Let us consider, therefore, Brethren, how little real knowledge the worldling has of the world. He builds all his hope on this unstable foundation. He is disquieted in vain.

I speak to young people. Shall such men be your guide? Shall such men form your sentiments? Will you study to be in reputation with such men; and thus build, like them, on the sand? Young man! read thy Bible: hear God: form your sentiments, so as that they will bear examining ten thousand ages hence: then you will be truly wise: but, till then, you will not, while living in this world, judge rightly concerning it; for it is but as a procession, or a pageant, that passes by.

2. If, then, the scene is continually changing, if

there is nothing here like rest for the foot of man, then I would remark, HOW GRACIOUS IS IT IN GOD, TO MEET THE WANTS OF A GUILTY, DYING CREATURE, LIKE MAN, IN SUCH A WORLD AS THIS!

It is appointed unto men once to die: they must all vanish after the procession is over, as to the eye of their fellow-creatures: but, after that, the judgment! Small and great must stand before the bar of God. Our Lord shews us, in St. Luke's Gospel, a striking picture of that state. The rich man acted a conspicuous part in the passing pageant, and the poor man at his gate sustained a very low one; but, in condescension to our weakness, it pleased our Lord to take us behind the scenes, and to shew us what was going on after the pageant was passed. And why did he shew us the rich man in hell, lifting up his eyes in torments, and Lazarus taken to Abraham's bosom?--why? to terrify the mind of man?-rather, let me say, to instruct his mind; to give us a right notion of character; to shew us, that we are to aim, not at sustaining a high part in the procession, but rightly sustaining the part assigned us.

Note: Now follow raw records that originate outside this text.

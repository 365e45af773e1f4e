#![forbid(unsafe_code)]

#[derive(Clone, Copy, Debug, PartialEq, Eq, PartialOrd, Ord, Hash)]
pub struct ValueId(pub u32);

#[derive(Clone, Copy, Debug, PartialEq, Eq, PartialOrd, Ord, Hash)]
pub struct TypeId(pub u32);

/// Native IR types, interned by the builder.
#[derive(Clone, Debug, PartialEq, Eq, Hash)]
pub enum IrType {
    Void,
    Int { bits: u32 },
    Fp8,
    Half,
    Bf16,
    Float,
    Double,
    Ptr { element: TypeId, address_space: u32 },
    Block { element: TypeId, shape: Vec<u64> },
    Fn { params: Vec<TypeId>, rets: Vec<TypeId> },
}

#[derive(Clone, Copy, Debug, PartialEq, Eq, Hash)]
pub enum BinaryOp {
    Add,
    Sub,
    Mul,
    TrueDiv,
    FloorDiv,
    Rem,

    And,
    Or,
    Xor,
    Shl,
    Shr,
}

#[derive(Clone, Copy, Debug, PartialEq, Eq, Hash)]
pub enum CompareOp {
    Lt,
    Le,
    Gt,
    Ge,
    Eq,
    Ne,
}

#[derive(Clone, Copy, Debug, PartialEq, Eq, Hash)]
pub enum LogicalOp {
    And,
    Or,
}

#[derive(Clone, Copy, Debug, PartialEq, Eq, Hash)]
pub enum UnaryOp {
    Neg,
    Not,
}

#[derive(Clone, Copy, Debug, PartialEq, Eq, Hash)]
pub enum ReduceOp {
    Max,
    Min,
    Sum,
    XorSum,
    ArgMax,
    ArgMin,
}

#[derive(Clone, Copy, Debug, PartialEq, Eq, Hash)]
pub enum AtomicOp {
    Xchg,
    Add,
    Max,
    Min,
    And,
    Or,
    Xor,
}

#[derive(Clone, Copy, Debug, PartialEq, Eq, Hash)]
pub enum MathFn {
    Exp,
    Log,
    Cos,
    Sin,
    Sqrt,
}

/// Scalar constant payloads. Unsigned constants are carried bit-for-bit
/// in the signed payload of the same width.
#[derive(Clone, Copy, Debug, PartialEq)]
pub enum Const {
    Int1(bool),
    Int32(i32),
    Int64(i64),
    Fp32(f32),
}

#[derive(Clone, Debug, PartialEq)]
pub enum InstKind {
    Const(Const),

    Binary {
        op: BinaryOp,
        lhs: ValueId,
        rhs: ValueId,
    },
    Compare {
        op: CompareOp,
        lhs: ValueId,
        rhs: ValueId,
    },
    Logical {
        op: LogicalOp,
        lhs: ValueId,
        rhs: ValueId,
    },
    Unary {
        op: UnaryOp,
        operand: ValueId,
    },

    ProgramId {
        axis: u32,
    },
    NumPrograms {
        axis: u32,
    },

    Arange {
        start: i64,
        end: i64,
    },
    Full {
        shape: Vec<u64>,
        value: Const,
        ty: TypeId,
    },

    Broadcast {
        src: ValueId,
        shape: Vec<u64>,
    },
    Trans {
        src: ValueId,
    },
    Cat {
        lhs: ValueId,
        rhs: ValueId,
        can_reorder: bool,
    },
    View {
        src: ValueId,
        shape: Vec<u64>,
    },
    ExpandDims {
        src: ValueId,
        axis: u32,
    },

    Dot {
        lhs: ValueId,
        rhs: ValueId,
        allow_tf32: bool,
    },

    Load {
        ptr: ValueId,
        mask: Option<ValueId>,
        other: Option<ValueId>,
        cache_modifier: String,
        eviction_policy: String,
        volatile: bool,
    },
    Store {
        ptr: ValueId,
        value: ValueId,
        mask: Option<ValueId>,
    },

    AtomicCas {
        ptr: ValueId,
        cmp: ValueId,
        val: ValueId,
    },
    AtomicRmw {
        op: AtomicOp,
        ptr: ValueId,
        val: ValueId,
        mask: Option<ValueId>,
    },

    Select {
        cond: ValueId,
        lhs: ValueId,
        rhs: ValueId,
    },

    Umulhi {
        lhs: ValueId,
        rhs: ValueId,
    },
    Fdiv {
        lhs: ValueId,
        rhs: ValueId,
        ieee_rounding: bool,
    },
    Math {
        f: MathFn,
        operand: ValueId,
    },

    Reduce {
        op: ReduceOp,
        src: ValueId,
        axis: u32,
    },

    Cast {
        src: ValueId,
        ty: TypeId,
    },
    Bitcast {
        src: ValueId,
        ty: TypeId,
    },

    Barrier,
    Printf {
        prefix: String,
        args: Vec<ValueId>,
    },
    MultipleOf {
        src: ValueId,
        values: Vec<u64>,
    },
    MaxContiguous {
        src: ValueId,
        values: Vec<u64>,
    },
}

#[derive(Clone, Debug)]
pub struct Inst {
    pub dest: ValueId,
    pub kind: InstKind,
}

/// The builder surface the front-end core depends on: type constructors
/// for every scalar kind plus the four scalar constant constructors.
/// Instruction emission is the semantic layer's business and goes through
/// the concrete builder, not this trait.
pub trait Builder {
    fn void_ty(&mut self) -> TypeId;
    fn int1_ty(&mut self) -> TypeId;
    fn int8_ty(&mut self) -> TypeId;
    fn int16_ty(&mut self) -> TypeId;
    fn int32_ty(&mut self) -> TypeId;
    fn int64_ty(&mut self) -> TypeId;
    fn fp8_ty(&mut self) -> TypeId;
    fn half_ty(&mut self) -> TypeId;
    fn bf16_ty(&mut self) -> TypeId;
    fn float_ty(&mut self) -> TypeId;
    fn double_ty(&mut self) -> TypeId;

    fn ptr_ty(&mut self, element: TypeId, address_space: u32) -> TypeId;
    fn block_ty(&mut self, element: TypeId, shape: &[u64]) -> TypeId;
    fn function_ty(&mut self, params: &[TypeId], rets: &[TypeId]) -> TypeId;

    fn get_int1(&mut self, v: bool) -> ValueId;
    fn get_int32(&mut self, v: i32) -> ValueId;
    fn get_int64(&mut self, v: i64) -> ValueId;
    fn get_fp32(&mut self, v: f32) -> ValueId;
}

/// In-memory instruction graph. Types are interned; instructions are kept
/// in emission order, which later passes rely on.
#[derive(Default, Debug)]
pub struct GraphBuilder {
    types: Vec<IrType>,
    insts: Vec<Inst>,
    next_value: u32,
}

impl GraphBuilder {
    pub fn new() -> Self {
        Self::default()
    }

    fn intern(&mut self, ty: IrType) -> TypeId {
        if let Some(pos) = self.types.iter().position(|t| *t == ty) {
            return TypeId(pos as u32);
        }
        self.types.push(ty);
        TypeId((self.types.len() - 1) as u32)
    }

    pub fn ty(&self, id: TypeId) -> &IrType {
        &self.types[id.0 as usize]
    }

    pub fn fresh_value(&mut self) -> ValueId {
        let id = ValueId(self.next_value);
        self.next_value += 1;
        id
    }

    pub fn emit(&mut self, kind: InstKind) -> ValueId {
        let dest = self.fresh_value();
        self.insts.push(Inst { dest, kind });
        dest
    }

    pub fn insts(&self) -> &[Inst] {
        &self.insts
    }

    /// The constant payload behind a value, if it was produced by a
    /// constant constructor.
    pub fn const_of(&self, v: ValueId) -> Option<Const> {
        self.insts.iter().find_map(|inst| match inst.kind {
            InstKind::Const(c) if inst.dest == v => Some(c),
            _ => None,
        })
    }
}

impl Builder for GraphBuilder {
    fn void_ty(&mut self) -> TypeId {
        self.intern(IrType::Void)
    }

    fn int1_ty(&mut self) -> TypeId {
        self.intern(IrType::Int { bits: 1 })
    }

    fn int8_ty(&mut self) -> TypeId {
        self.intern(IrType::Int { bits: 8 })
    }

    fn int16_ty(&mut self) -> TypeId {
        self.intern(IrType::Int { bits: 16 })
    }

    fn int32_ty(&mut self) -> TypeId {
        self.intern(IrType::Int { bits: 32 })
    }

    fn int64_ty(&mut self) -> TypeId {
        self.intern(IrType::Int { bits: 64 })
    }

    fn fp8_ty(&mut self) -> TypeId {
        self.intern(IrType::Fp8)
    }

    fn half_ty(&mut self) -> TypeId {
        self.intern(IrType::Half)
    }

    fn bf16_ty(&mut self) -> TypeId {
        self.intern(IrType::Bf16)
    }

    fn float_ty(&mut self) -> TypeId {
        self.intern(IrType::Float)
    }

    fn double_ty(&mut self) -> TypeId {
        self.intern(IrType::Double)
    }

    fn ptr_ty(&mut self, element: TypeId, address_space: u32) -> TypeId {
        self.intern(IrType::Ptr {
            element,
            address_space,
        })
    }

    fn block_ty(&mut self, element: TypeId, shape: &[u64]) -> TypeId {
        self.intern(IrType::Block {
            element,
            shape: shape.to_vec(),
        })
    }

    fn function_ty(&mut self, params: &[TypeId], rets: &[TypeId]) -> TypeId {
        self.intern(IrType::Fn {
            params: params.to_vec(),
            rets: rets.to_vec(),
        })
    }

    fn get_int1(&mut self, v: bool) -> ValueId {
        self.emit(InstKind::Const(Const::Int1(v)))
    }

    fn get_int32(&mut self, v: i32) -> ValueId {
        self.emit(InstKind::Const(Const::Int32(v)))
    }

    fn get_int64(&mut self, v: i64) -> ValueId {
        self.emit(InstKind::Const(Const::Int64(v)))
    }

    fn get_fp32(&mut self, v: f32) -> ValueId {
        self.emit(InstKind::Const(Const::Fp32(v)))
    }
}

The Son of God himself came down, and passed in the procession: and what did he preach as he passed?-did he flatter men; and speak smooth things to please them, meeting their tastes and prejudices? No! he wept over Jerusalem: he exposed the rich fool, that gloried in his barns and in his goods: he commended the woman that

sat at his feet, and heard his word, as seeking the one thing needful, and choosing the better part that should never be taken from her. When his disciples came to him, to shew him the stones and great buildings of the temple, was he struck with the scene?" Alas!" says he, teaching them as a father would his children, "your eyes have caught the spectacle: this is a picture that strikes you: but I tell you, that there is not a stone here that shall be left upon another. I see it as dust. I see the end of the pageant: it is passing away! The temple itself, which stands like a rock, the glory of the nation; and which even the conqueror shall strive to save, that it may be a trophy; even that shall be thrown down, and not one stone left upon another."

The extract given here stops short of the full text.